Como lo implementaron en su momento South Park, existe una dimensión absolutamente narcisista en este activismo climático, donde el militante se pone en escena quejándose, violando deliberadamente la ley o el derecho a circular (estima que cualquier cosa es menos grave que el Apocalipsis) y mediatizando instantáneamente su heroísmo y lágrimas. Al margen del postureo, estas acciones a carga de occidentales urbanos blancos es el resultado de la ecoansiedad alimentada en permanencia por un sistema institucional que ha decidido que la frágil adolescente Greta Thunberg se convierte en altavoz del Juicio Final, propulsándola desde su escuela desertada a aleccionar al mundo en la ONU. Y cuando la sueca borra un tuit escrito hace 5 años anunciando que para estas fechas el mundo debería haber dejado de existir, no hace para muchos más que confirmar que su alarmismo es producto de la imaginación al servicio de una ideología.
¿Qué ideología?
La radicalidad en la toma de conciencia de la fragilidad del medioambiente está en el origen mismo de la ecología política. Aunque en sus inicios los partidos verdes apuntaban exclusivamente a esta temática y eran transversales, con el tiempo los más ruidosos y organizados fueron definiendo una línea anticapitalista, situándose de manera asumida en la izquierda y acogiendo a muchos huérfanos de la izquierda postsoviética en busca de una nueva radicalidad sin el estigma del estalinismo. Era la lucha anticapitalista por otros medios, la ecología sandía: verde por fuera, roja por dentro. Fue cuestión de tiempo para que el movimiento antirracista, decolonial y la ideología de género sumara una cuarta cabeza a la hidra wake: la ecología radical. Incluso explorando injertos, como el “ecofeminismo”. El enemigo era el mismo: el hombre blanco occidental capitalista. Por supuesto, el racismo, machismo, esclavitud y la destrucción del medioambiente en el tercer mundo “racializado” no existe en esta grilla de lectura.

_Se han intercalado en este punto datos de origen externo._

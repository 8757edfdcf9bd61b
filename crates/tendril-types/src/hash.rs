//! SHA-256 digests used as the universal identity of blocks, validator sets
//! and Merkle nodes.

use serde::{Deserialize, Serialize};
use sha2::{Digest, Sha256};
use std::fmt;

/// A 32-byte SHA-256 digest.
#[derive(Clone, Copy, PartialEq, Eq, PartialOrd, Ord, Hash, Default, Serialize, Deserialize)]
pub struct Hash([u8; 32]);

impl Hash {
    /// The length of a hash in bytes.
    pub const LEN: usize = 32;

    /// The all-zero hash. A vote for it is a vote for "nil".
    pub const ZERO: Self = Self([0u8; 32]);

    /// Computes the digest of the given data.
    #[must_use]
    pub fn digest(data: &[u8]) -> Self {
        Self(Sha256::digest(data).into())
    }

    /// Computes the digest of several byte slices fed in order.
    #[must_use]
    pub fn digest_parts(parts: &[&[u8]]) -> Self {
        let mut hasher = Sha256::new();
        for part in parts {
            hasher.update(part);
        }
        Self(hasher.finalize().into())
    }

    /// Creates a hash from raw bytes.
    #[must_use]
    pub const fn from_bytes(bytes: [u8; 32]) -> Self {
        Self(bytes)
    }

    /// Returns the raw bytes.
    #[must_use]
    pub const fn as_bytes(&self) -> &[u8; 32] {
        &self.0
    }

    /// Returns true for the zero hash.
    #[must_use]
    pub fn is_zero(&self) -> bool {
        self.0 == [0u8; 32]
    }

    /// Returns the hex representation.
    #[must_use]
    pub fn to_hex(&self) -> String {
        hex::encode(self.0)
    }

    /// Parses a hash from a hex string.
    ///
    /// # Errors
    ///
    /// Returns an error if the string is not 64 hex characters.
    pub fn from_hex(s: &str) -> Result<Self, hex::FromHexError> {
        let mut bytes = [0u8; 32];
        hex::decode_to_slice(s, &mut bytes)?;
        Ok(Self(bytes))
    }
}

impl fmt::Debug for Hash {
    fn fmt(&self, f: &mut fmt::Formatter<'_>) -> fmt::Result {
        write!(f, "Hash({})", &self.to_hex()[..16])
    }
}

impl fmt::Display for Hash {
    fn fmt(&self, f: &mut fmt::Formatter<'_>) -> fmt::Result {
        write!(f, "{}", self.to_hex())
    }
}

impl AsRef<[u8]> for Hash {
    fn as_ref(&self) -> &[u8] {
        &self.0
    }
}

/// Anything with a deterministic content hash.
pub trait Hashable {
    /// Returns the content hash.
    fn hash(&self) -> Hash;
}

impl Hashable for Hash {
    fn hash(&self) -> Hash {
        *self
    }
}

impl<T: Hashable> Hashable for &T {
    fn hash(&self) -> Hash {
        (**self).hash()
    }
}
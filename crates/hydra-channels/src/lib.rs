pub mod channel;
pub mod error;
pub mod manager;
pub mod types;

pub use channel::Channel;
pub use error::ChannelError;
pub use manager::ChannelManager;
pub use types::{ChannelStatus, ForwardRef, InboundMessage, MediaKind, MessageFormat, OutboundMessage};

El problema es que, como ocurre con los feminismos que terminan borrando a la mujer o el antirracismo que justifica la discriminación por color (invirtiendo el paradigma), los asuntos que son de legítima preocupación como el machismo y el racismo se basa en sospechosos por quienes han monopolizado y secuestrado esas temáticas en el debate público. Con el cambio climático pasa lo mismo. Hay gente dispuesta a negarlo, así como la responsabilidad humana, simplemente porque ha sido instrumentalizado por ideólogos que han encontrado aquí otra manera de vomitar su detestación de Occidente, de ellos mismos. El abrumador consenso científico sobre el cambio climático no debe quedar oculto por los idiotas que ensucian obras impresionistas o suponen que será por fuera del capitalismo y la sociedad abierta que se encontrará con la tecnología y la voluntad de hacer este Planeta un lugar aún habitable. Es difícil no convertirse en la caricatura opuesta del enemigo. Y esto lo entendieron los creadores de South Park. En la temporada 22, la banda de chicos del dibujo descubre que el monstruo ManBearPig realmente existe y le piden disculpas a Al Gore 18 años después de haberlo ridiculizado.